Божественный промысел преднамеренно допустил, чтобы святая церковь его
была раздираема столькими треволнениями и бурями. Он сделал это затем, чтобы
разбудить этой встряскою благочестивые души и вывести их из той праздности и
сонливости, в которые их погрузило столь длительное спокойствие. И если
положить на одну из двух чаш весов потери, понесенные нами в лице многих
заблудших, а на другую - выгоду от того, что мы вновь стали дышать полной
грудью и, взбудораженные этой борьбой, обрели наше былое рвение и душевные
силы, то, право, не знаю, не перевесит ли польза вреда.
Полностью устранив возможность развода, мы думали укрепить этим брачные
узы; но, затянув узы, налагаемые на нас принуждением, мы в той же мере
ослабили и обесценили узы, налагаемые доброй волей и чувством. В древнем
Риме, напротив, средством, поддерживавшим устойчивость браков, долгое время
пребывавших незыблемыми и глубоко почитаемыми, была неограниченная свобода
их расторжения для каждого выразившего такое желание; поскольку у римлян
существовала опасность потерять своих жен, они окружали их большей заботой,
нежели мы, и, несмотря на полнейшую возможность развода, за пятьсот с лишним
лет здесь не нашлось никого, кто бы ею воспользовался: Quod licet, ingratum
est; quod non licet acrius urit {Дозволенное не привлекает, недозволенное
распаляет сильнее [22] (лат. )}.
К вышесказанному можно добавить мнение одного древнего автора,
считавшего, что смертные казни скорее обостряют пороки, чем пресекают их;
что они не порождают стремления делать добро (ибо это есть задача разума и
размышления), но лишь стремление не попадаться, творя злые дела: Latius
excisae pestis contagia serpunt {Зло, которое считали выкорчеванным,
исподволь распространяется [23](лат. ).}.
Не знаю, справедливо ли это суждение, но по личному опыту знаю, что
меры подобного рода никогда не улучшают положения дел в государстве: порядок
и чистота нравов достигаются совершенно иными средствами.

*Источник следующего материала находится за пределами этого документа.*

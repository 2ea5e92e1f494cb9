//! Synchronization primitives through the SVC surface: mutex ownership and priority
//! inheritance, events, semaphores, timers and address arbiters.

mod common;

use common::boot;
use mikan_kernel::{
    ObjectData, ResultCode, ThreadStatus, ERR_INVALID_COMBINATION_KERNEL,
    ERR_OUT_OF_RANGE_KERNEL, ERR_WRONG_LOCKING_THREAD, RESULT_SUCCESS, RESULT_TIMEOUT,
};
use mikan_mem::HEAP_VADDR;
use pretty_assertions::assert_eq;

const SVC_CONTROL_MEMORY: u32 = 0x01;
const SVC_CREATE_MUTEX: u32 = 0x13;
const SVC_RELEASE_MUTEX: u32 = 0x14;
const SVC_CREATE_SEMAPHORE: u32 = 0x15;
const SVC_RELEASE_SEMAPHORE: u32 = 0x16;
const SVC_CREATE_EVENT: u32 = 0x17;
const SVC_SIGNAL_EVENT: u32 = 0x18;
const SVC_CLEAR_EVENT: u32 = 0x19;
const SVC_CREATE_TIMER: u32 = 0x1A;
const SVC_SET_TIMER: u32 = 0x1B;
const SVC_CANCEL_TIMER: u32 = 0x1C;
const SVC_CREATE_ADDRESS_ARBITER: u32 = 0x21;
const SVC_ARBITRATE_ADDRESS: u32 = 0x22;
const SVC_WAIT_SYNCHRONIZATION1: u32 = 0x24;

const INFINITE_LO: u32 = 0xFFFF_FFFF;
const INFINITE_HI: u32 = 0xFFFF_FFFF;

const RESET_ONESHOT: u32 = 0;
const RESET_STICKY: u32 = 1;

#[test]
fn priority_inheritance_boosts_and_reverts() {
    let mut fixture = boot();
    // Main (priority 48) creates and holds the mutex.
    fixture.svc(SVC_CREATE_MUTEX, &[(1, 1)]);
    let handle = fixture.reg(1);
    let main = fixture.main;
    let waiter = fixture.spawn("waiter", 10);
    fixture.kernel.reschedule();
    assert_eq!(fixture.current(), waiter);
    // The high-priority waiter blocks on the held mutex.
    fixture.svc(
        SVC_WAIT_SYNCHRONIZATION1,
        &[(0, handle), (2, INFINITE_LO), (3, INFINITE_HI)],
    );
    assert_eq!(fixture.thread(waiter).status, ThreadStatus::WaitSynchAny);
    // Inheritance: the holder runs at the waiter's priority now.
    assert_eq!(fixture.thread(main).current_priority, 10);
    assert_eq!(fixture.thread(main).nominal_priority, 48);
    assert_eq!(fixture.current(), main);
    // Releasing hands the mutex to the waiter and reverts the boost.
    fixture.svc(SVC_RELEASE_MUTEX, &[(0, handle)]);
    assert_eq!(fixture.result(), RESULT_SUCCESS);
    assert_eq!(fixture.thread(main).current_priority, 48);
    assert_eq!(fixture.current(), waiter);
    assert_eq!(fixture.thread_reg(waiter, 0), RESULT_SUCCESS.0);
}

#[test]
fn dying_holder_releases_its_mutexes_to_waiters() {
    let mut fixture = boot();
    let holder = fixture.spawn("holder", 20);
    fixture.kernel.reschedule();
    assert_eq!(fixture.current(), holder);
    fixture.svc(SVC_CREATE_MUTEX, &[(1, 1)]);
    let handle = fixture.reg(1);
    let main = fixture.main;
    // Main blocks on the mutex held by the worker.
    fixture.svc(0x0A, &[(0, 0), (1, 0)]); // yield so main runs
    assert_eq!(fixture.current(), main);
    fixture.svc(
        SVC_WAIT_SYNCHRONIZATION1,
        &[(0, handle), (2, INFINITE_LO), (3, INFINITE_HI)],
    );
    assert_eq!(fixture.thread(main).status, ThreadStatus::WaitSynchAny);
    fixture.kernel.advance_time(0);
    assert_eq!(fixture.current(), holder);
    // The holder exits without releasing; the waiter must still get the mutex.
    fixture.svc(0x09, &[]);
    assert_eq!(fixture.current(), main);
    assert_eq!(fixture.thread_reg(main, 0), RESULT_SUCCESS.0);
}

#[test]
fn oneshot_event_round_trip_auto_clears() {
    let mut fixture = boot();
    fixture.svc(SVC_CREATE_EVENT, &[(1, RESET_ONESHOT)]);
    assert_eq!(fixture.result(), RESULT_SUCCESS);
    let handle = fixture.reg(1);
    fixture.svc(SVC_SIGNAL_EVENT, &[(0, handle)]);
    assert_eq!(fixture.result(), RESULT_SUCCESS);
    // Poll-only wait succeeds once...
    fixture.svc(SVC_WAIT_SYNCHRONIZATION1, &[(0, handle), (2, 0), (3, 0)]);
    assert_eq!(fixture.result(), RESULT_SUCCESS);
    // ...and the auto-clear makes the next poll time out.
    fixture.svc(SVC_WAIT_SYNCHRONIZATION1, &[(0, handle), (2, 0), (3, 0)]);
    assert_eq!(fixture.result(), RESULT_TIMEOUT);
    assert_eq!(fixture.result(), ResultCode(0x09401BFE));
}

#[test]
fn sticky_event_stays_signaled_until_cleared() {
    let mut fixture = boot();
    fixture.svc(SVC_CREATE_EVENT, &[(1, RESET_STICKY)]);
    let handle = fixture.reg(1);
    fixture.svc(SVC_SIGNAL_EVENT, &[(0, handle)]);
    for _ in 0..3 {
        fixture.svc(SVC_WAIT_SYNCHRONIZATION1, &[(0, handle), (2, 0), (3, 0)]);
        assert_eq!(fixture.result(), RESULT_SUCCESS);
    }
    fixture.svc(SVC_CLEAR_EVENT, &[(0, handle)]);
    fixture.svc(SVC_WAIT_SYNCHRONIZATION1, &[(0, handle), (2, 0), (3, 0)]);
    assert_eq!(fixture.result(), RESULT_TIMEOUT);
}

#[test]
fn semaphore_release_wakes_one_waiter_and_returns_previous_count() {
    let mut fixture = boot();
    fixture.svc(SVC_CREATE_SEMAPHORE, &[(1, 0), (2, 1)]);
    assert_eq!(fixture.result(), RESULT_SUCCESS);
    let handle = fixture.reg(1);
    let main = fixture.main;
    let first = fixture.spawn("first", 20);
    let second = fixture.spawn("second", 25);
    // Both workers block on the empty semaphore.
    fixture.kernel.reschedule();
    assert_eq!(fixture.current(), first);
    fixture.svc(
        SVC_WAIT_SYNCHRONIZATION1,
        &[(0, handle), (2, INFINITE_LO), (3, INFINITE_HI)],
    );
    assert_eq!(fixture.current(), second);
    fixture.svc(
        SVC_WAIT_SYNCHRONIZATION1,
        &[(0, handle), (2, INFINITE_LO), (3, INFINITE_HI)],
    );
    assert_eq!(fixture.current(), main);
    // One release wakes exactly one waiter (the better-priority one), which preempts us
    // straight away; the old count of zero lands in the caller's saved registers.
    fixture.svc(SVC_RELEASE_SEMAPHORE, &[(1, handle), (2, 1)]);
    assert_eq!(fixture.current(), first);
    assert_eq!(fixture.reg(0), RESULT_SUCCESS.0);
    assert_eq!(fixture.thread_reg(main, 0), RESULT_SUCCESS.0);
    assert_eq!(fixture.thread_reg(main, 1), 0);
    assert_eq!(fixture.thread(second).status, ThreadStatus::WaitSynchAny);
}

#[test]
fn semaphore_limits_are_enforced() {
    let mut fixture = boot();
    // initial > max is an invalid combination.
    fixture.svc(SVC_CREATE_SEMAPHORE, &[(1, 2), (2, 1)]);
    assert_eq!(fixture.result(), ERR_INVALID_COMBINATION_KERNEL);
    fixture.svc(SVC_CREATE_SEMAPHORE, &[(1, 1), (2, 1)]);
    assert_eq!(fixture.result(), RESULT_SUCCESS);
    let handle = fixture.reg(1);
    // Releasing past max_count is out of range.
    fixture.svc(SVC_RELEASE_SEMAPHORE, &[(1, handle), (2, 1)]);
    assert_eq!(fixture.result(), ERR_OUT_OF_RANGE_KERNEL);
}

#[test]
fn timer_fires_then_refires_on_its_interval() {
    let mut fixture = boot();
    fixture.svc(SVC_CREATE_TIMER, &[(1, RESET_ONESHOT)]);
    let handle = fixture.reg(1);
    // First fire after 1 ms, then every 2 ms.
    fixture.svc(
        SVC_SET_TIMER,
        &[(0, handle), (2, 1_000_000), (3, 0), (1, 2_000_000), (4, 0)],
    );
    assert_eq!(fixture.result(), RESULT_SUCCESS);
    fixture.svc(SVC_WAIT_SYNCHRONIZATION1, &[(0, handle), (2, 0), (3, 0)]);
    assert_eq!(fixture.result(), RESULT_TIMEOUT);
    fixture.kernel.advance_time(1_000_000);
    fixture.svc(SVC_WAIT_SYNCHRONIZATION1, &[(0, handle), (2, 0), (3, 0)]);
    assert_eq!(fixture.result(), RESULT_SUCCESS);
    // The one-shot acquire cleared it; the interval brings it back.
    fixture.svc(SVC_WAIT_SYNCHRONIZATION1, &[(0, handle), (2, 0), (3, 0)]);
    assert_eq!(fixture.result(), RESULT_TIMEOUT);
    fixture.kernel.advance_time(2_000_000);
    fixture.svc(SVC_WAIT_SYNCHRONIZATION1, &[(0, handle), (2, 0), (3, 0)]);
    assert_eq!(fixture.result(), RESULT_SUCCESS);
    // Cancelling stops further fires.
    fixture.svc(SVC_CANCEL_TIMER, &[(0, handle)]);
    fixture.kernel.advance_time(10_000_000);
    fixture.svc(SVC_WAIT_SYNCHRONIZATION1, &[(0, handle), (2, 0), (3, 0)]);
    assert_eq!(fixture.result(), RESULT_TIMEOUT);
}

#[test]
fn negative_timer_delays_are_out_of_range() {
    let mut fixture = boot();
    fixture.svc(SVC_CREATE_TIMER, &[(1, RESET_ONESHOT)]);
    let handle = fixture.reg(1);
    fixture.svc(
        SVC_SET_TIMER,
        &[
            (0, handle),
            (2, 0xFFFF_FFFF),
            (3, 0xFFFF_FFFF),
            (1, 0),
            (4, 0),
        ],
    );
    assert_eq!(fixture.result(), ERR_OUT_OF_RANGE_KERNEL);
}

// Commits a heap page and returns its address, for arbiter tests that need guest memory.
fn commit_heap_page(fixture: &mut common::Fixture) -> u32 {
    fixture.svc(
        SVC_CONTROL_MEMORY,
        &[(0, 3), (1, HEAP_VADDR), (2, 0), (3, 0x1000), (4, 3)],
    );
    assert_eq!(fixture.result(), RESULT_SUCCESS);
    fixture.reg(1)
}

#[test]
fn arbiter_wait_if_less_than_blocks_and_signal_wakes_by_priority() {
    let mut fixture = boot();
    fixture.svc(SVC_CREATE_ADDRESS_ARBITER, &[]);
    let handle = fixture.reg(1);
    let addr = commit_heap_page(&mut fixture);
    let process = fixture.process;
    fixture.kernel.mem_write32(process, addr, 0).unwrap();
    let main = fixture.main;
    // The low-priority thread queues first.
    let low = fixture.spawn("low", 40);
    fixture.kernel.reschedule();
    assert_eq!(fixture.current(), low);
    fixture.svc(
        SVC_ARBITRATE_ADDRESS,
        &[(0, handle), (1, addr), (2, 1), (3, 10), (4, 0), (5, 0)],
    );
    assert_eq!(fixture.current(), main);
    let high = fixture.spawn("high", 20);
    fixture.kernel.reschedule();
    assert_eq!(fixture.current(), high);
    fixture.svc(
        SVC_ARBITRATE_ADDRESS,
        &[(0, handle), (1, addr), (2, 1), (3, 10), (4, 0), (5, 0)],
    );
    assert_eq!(fixture.current(), main);
    assert_eq!(fixture.thread(low).status, ThreadStatus::WaitArb);
    assert_eq!(fixture.thread(high).status, ThreadStatus::WaitArb);
    // Signal one: the higher-priority waiter wins even though it queued second, and
    // preempts the signalling thread straight away.
    fixture.svc(
        SVC_ARBITRATE_ADDRESS,
        &[(0, handle), (1, addr), (2, 0), (3, 1), (4, 0), (5, 0)],
    );
    assert_eq!(fixture.current(), high);
    assert_eq!(fixture.thread_reg(main, 0), RESULT_SUCCESS.0);
    assert_eq!(fixture.thread(low).status, ThreadStatus::WaitArb);
    // Signal all (-1), issued from the woken thread, drains the rest. The remaining waiter
    // is worse-priority, so it only becomes ready.
    fixture.svc(
        SVC_ARBITRATE_ADDRESS,
        &[(0, handle), (1, addr), (2, 0), (3, 0xFFFF_FFFF), (4, 0), (5, 0)],
    );
    assert_eq!(fixture.current(), high);
    assert_eq!(fixture.thread(low).status, ThreadStatus::Ready);
}

#[test]
fn arbiter_wait_skips_when_value_is_not_less() {
    let mut fixture = boot();
    fixture.svc(SVC_CREATE_ADDRESS_ARBITER, &[]);
    let handle = fixture.reg(1);
    let addr = commit_heap_page(&mut fixture);
    let process = fixture.process;
    fixture.kernel.mem_write32(process, addr, 10).unwrap();
    fixture.svc(
        SVC_ARBITRATE_ADDRESS,
        &[(0, handle), (1, addr), (2, 1), (3, 10), (4, 0), (5, 0)],
    );
    // 10 < 10 is false: no block, plain success.
    assert_eq!(fixture.result(), RESULT_SUCCESS);
    assert_eq!(fixture.current(), fixture.main);
}

#[test]
fn arbiter_decrement_variant_decrements_before_waiting() {
    let mut fixture = boot();
    fixture.svc(SVC_CREATE_ADDRESS_ARBITER, &[]);
    let handle = fixture.reg(1);
    let addr = commit_heap_page(&mut fixture);
    let process = fixture.process;
    fixture.kernel.mem_write32(process, addr, 5).unwrap();
    let worker = fixture.spawn("worker", 20);
    fixture.kernel.reschedule();
    assert_eq!(fixture.current(), worker);
    fixture.svc(
        SVC_ARBITRATE_ADDRESS,
        &[(0, handle), (1, addr), (2, 2), (3, 10), (4, 0), (5, 0)],
    );
    assert_eq!(fixture.thread(worker).status, ThreadStatus::WaitArb);
    assert_eq!(fixture.kernel.mem_read32(process, addr).unwrap(), 4);
}

#[test]
fn arbiter_timeout_variant_reports_timeout_even_without_blocking() {
    let mut fixture = boot();
    fixture.svc(SVC_CREATE_ADDRESS_ARBITER, &[]);
    let handle = fixture.reg(1);
    let addr = commit_heap_page(&mut fixture);
    let process = fixture.process;
    fixture.kernel.mem_write32(process, addr, 99).unwrap();
    // Value is not less than 10, so no wait happens, yet the result is Timeout.
    fixture.svc(
        SVC_ARBITRATE_ADDRESS,
        &[(0, handle), (1, addr), (2, 3), (3, 10), (4, 1000), (5, 0)],
    );
    assert_eq!(fixture.result(), RESULT_TIMEOUT);
    assert_eq!(fixture.current(), fixture.main);
}

#[test]
fn arbiter_timed_wait_resolves_by_timeout() {
    let mut fixture = boot();
    fixture.svc(SVC_CREATE_ADDRESS_ARBITER, &[]);
    let handle = fixture.reg(1);
    let addr = commit_heap_page(&mut fixture);
    let process = fixture.process;
    fixture.kernel.mem_write32(process, addr, 0).unwrap();
    let main = fixture.main;
    fixture.svc(
        SVC_ARBITRATE_ADDRESS,
        &[(0, handle), (1, addr), (2, 3), (3, 10), (4, 1_000_000), (5, 0)],
    );
    assert_eq!(fixture.thread(main).status, ThreadStatus::WaitArb);
    fixture.kernel.advance_time(1_000_000);
    assert_eq!(fixture.current(), main);
    // r0 kept the Timeout code written when the call blocked.
    assert_eq!(fixture.result(), RESULT_TIMEOUT);
}

#[test]
fn unknown_arbitration_type_is_an_enum_error() {
    let mut fixture = boot();
    fixture.svc(SVC_CREATE_ADDRESS_ARBITER, &[]);
    let handle = fixture.reg(1);
    fixture.svc(
        SVC_ARBITRATE_ADDRESS,
        &[(0, handle), (1, 0), (2, 99), (3, 0), (4, 0), (5, 0)],
    );
    assert_eq!(fixture.result(), ResultCode(0xD8E04BED));
}

#[test]
fn mutex_release_by_non_holder_is_rejected_and_holder_unchanged() {
    let mut fixture = boot();
    fixture.svc(SVC_CREATE_MUTEX, &[(1, 1)]);
    let handle = fixture.reg(1);
    let main = fixture.main;
    let pid = fixture.kernel.current_process().unwrap();
    let mutex_id = {
        let process = match &fixture.kernel.object(pid).unwrap().data {
            ObjectData::Process(process) => process,
            _ => unreachable!(),
        };
        process.handle_table.get(handle).unwrap()
    };
    let intruder = fixture.spawn("intruder", 30);
    fixture.kernel.reschedule();
    assert_eq!(fixture.current(), intruder);
    fixture.svc(SVC_RELEASE_MUTEX, &[(0, handle)]);
    assert_eq!(fixture.result(), ERR_WRONG_LOCKING_THREAD);
    match &fixture.kernel.object(mutex_id).unwrap().data {
        ObjectData::Mutex(mutex) => {
            assert_eq!(mutex.holding_thread, Some(main));
            assert_eq!(mutex.lock_count, 1);
        }
        _ => unreachable!(),
    }
}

Древнегреческие историки упоминают об аргиппеях, обитавших по соседству
со Скифией [24]. Они жили без розог и карающей палки; никто между ними не
только не помышлял о нападении на другие народы, но, больше того, если
кто-нибудь спасался к ним бегством, он пользовался у них полной свободой -
такова была чистота их жизни и их добродетель. И никто не осмеливался
преследовать укрывшегося у них. К ним обращались за разрешением споров,
возникавших между жителями окрестных земель.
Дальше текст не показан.